**Activity**
Please copy each line of the listing that includes the string "used".

-- Materials provided follows --

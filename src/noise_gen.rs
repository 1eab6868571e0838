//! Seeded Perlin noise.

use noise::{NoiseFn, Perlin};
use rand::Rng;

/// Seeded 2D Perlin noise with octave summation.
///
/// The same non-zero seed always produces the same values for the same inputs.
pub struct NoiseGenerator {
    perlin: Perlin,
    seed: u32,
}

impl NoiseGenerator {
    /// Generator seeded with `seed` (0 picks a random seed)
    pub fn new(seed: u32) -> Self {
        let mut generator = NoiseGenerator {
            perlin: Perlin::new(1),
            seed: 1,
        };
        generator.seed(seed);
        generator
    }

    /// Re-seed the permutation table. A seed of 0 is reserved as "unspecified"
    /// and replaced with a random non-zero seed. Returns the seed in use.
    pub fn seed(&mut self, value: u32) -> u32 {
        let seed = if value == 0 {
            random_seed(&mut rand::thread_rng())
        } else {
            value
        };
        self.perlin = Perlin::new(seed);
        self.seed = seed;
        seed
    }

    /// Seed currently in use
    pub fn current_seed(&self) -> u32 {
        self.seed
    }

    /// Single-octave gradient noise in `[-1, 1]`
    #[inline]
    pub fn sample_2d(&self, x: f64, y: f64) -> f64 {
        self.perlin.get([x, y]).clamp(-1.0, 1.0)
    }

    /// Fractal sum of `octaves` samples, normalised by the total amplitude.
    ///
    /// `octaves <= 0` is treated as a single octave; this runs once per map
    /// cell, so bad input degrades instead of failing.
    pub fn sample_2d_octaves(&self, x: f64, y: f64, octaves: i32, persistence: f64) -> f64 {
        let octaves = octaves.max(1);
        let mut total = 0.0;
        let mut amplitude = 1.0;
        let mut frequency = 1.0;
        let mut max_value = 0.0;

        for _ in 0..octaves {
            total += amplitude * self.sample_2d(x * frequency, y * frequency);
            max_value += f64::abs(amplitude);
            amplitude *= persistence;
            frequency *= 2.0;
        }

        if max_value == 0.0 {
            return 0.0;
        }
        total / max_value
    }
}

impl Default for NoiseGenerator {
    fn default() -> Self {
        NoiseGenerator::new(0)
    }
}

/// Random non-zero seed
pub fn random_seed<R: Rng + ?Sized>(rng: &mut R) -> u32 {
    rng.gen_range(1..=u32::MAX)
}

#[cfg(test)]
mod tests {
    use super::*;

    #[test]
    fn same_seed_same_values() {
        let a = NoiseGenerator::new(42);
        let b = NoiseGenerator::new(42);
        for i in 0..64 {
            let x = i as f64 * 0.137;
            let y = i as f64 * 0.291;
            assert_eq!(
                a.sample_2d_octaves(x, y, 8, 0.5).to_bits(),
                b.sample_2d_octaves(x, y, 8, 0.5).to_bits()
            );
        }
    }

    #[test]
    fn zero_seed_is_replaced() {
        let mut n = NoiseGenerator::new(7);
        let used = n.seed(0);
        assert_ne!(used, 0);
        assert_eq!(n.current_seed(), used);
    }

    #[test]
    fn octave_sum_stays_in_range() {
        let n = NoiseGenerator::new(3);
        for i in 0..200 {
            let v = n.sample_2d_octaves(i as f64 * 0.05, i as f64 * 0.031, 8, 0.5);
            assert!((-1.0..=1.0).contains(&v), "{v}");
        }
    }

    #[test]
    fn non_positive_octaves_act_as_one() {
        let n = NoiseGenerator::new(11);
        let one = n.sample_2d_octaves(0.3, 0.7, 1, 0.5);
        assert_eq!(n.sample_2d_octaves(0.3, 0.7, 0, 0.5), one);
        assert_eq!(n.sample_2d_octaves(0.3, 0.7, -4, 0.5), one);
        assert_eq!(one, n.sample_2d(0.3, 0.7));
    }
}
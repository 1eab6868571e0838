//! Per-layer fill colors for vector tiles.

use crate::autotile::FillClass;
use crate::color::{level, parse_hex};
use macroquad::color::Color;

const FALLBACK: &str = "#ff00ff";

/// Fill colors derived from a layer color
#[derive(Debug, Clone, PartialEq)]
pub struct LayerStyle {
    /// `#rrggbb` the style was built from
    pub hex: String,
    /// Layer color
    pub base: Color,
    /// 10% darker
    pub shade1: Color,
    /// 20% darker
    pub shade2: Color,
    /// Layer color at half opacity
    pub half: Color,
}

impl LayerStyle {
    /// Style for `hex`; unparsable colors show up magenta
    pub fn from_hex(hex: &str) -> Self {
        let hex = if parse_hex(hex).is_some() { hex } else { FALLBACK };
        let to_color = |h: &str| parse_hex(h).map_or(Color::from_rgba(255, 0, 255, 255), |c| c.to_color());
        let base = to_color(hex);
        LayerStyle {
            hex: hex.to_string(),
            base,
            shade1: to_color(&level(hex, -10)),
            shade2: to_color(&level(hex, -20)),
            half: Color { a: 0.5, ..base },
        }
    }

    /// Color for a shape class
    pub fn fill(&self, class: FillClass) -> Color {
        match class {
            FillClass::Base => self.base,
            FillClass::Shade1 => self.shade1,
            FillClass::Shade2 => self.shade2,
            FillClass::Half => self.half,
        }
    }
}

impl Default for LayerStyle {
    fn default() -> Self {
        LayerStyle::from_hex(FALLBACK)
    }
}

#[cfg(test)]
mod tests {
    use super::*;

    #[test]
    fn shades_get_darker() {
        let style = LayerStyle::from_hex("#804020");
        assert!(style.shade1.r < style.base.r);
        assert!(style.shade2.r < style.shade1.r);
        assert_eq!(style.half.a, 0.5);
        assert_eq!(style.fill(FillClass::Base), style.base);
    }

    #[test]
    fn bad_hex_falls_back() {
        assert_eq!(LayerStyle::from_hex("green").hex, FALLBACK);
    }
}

-- Materials provided concluded --

**Solution**
        let used = n.seed(0);
        assert_ne!(used, 0);
        assert_eq!(n.current_seed(), used);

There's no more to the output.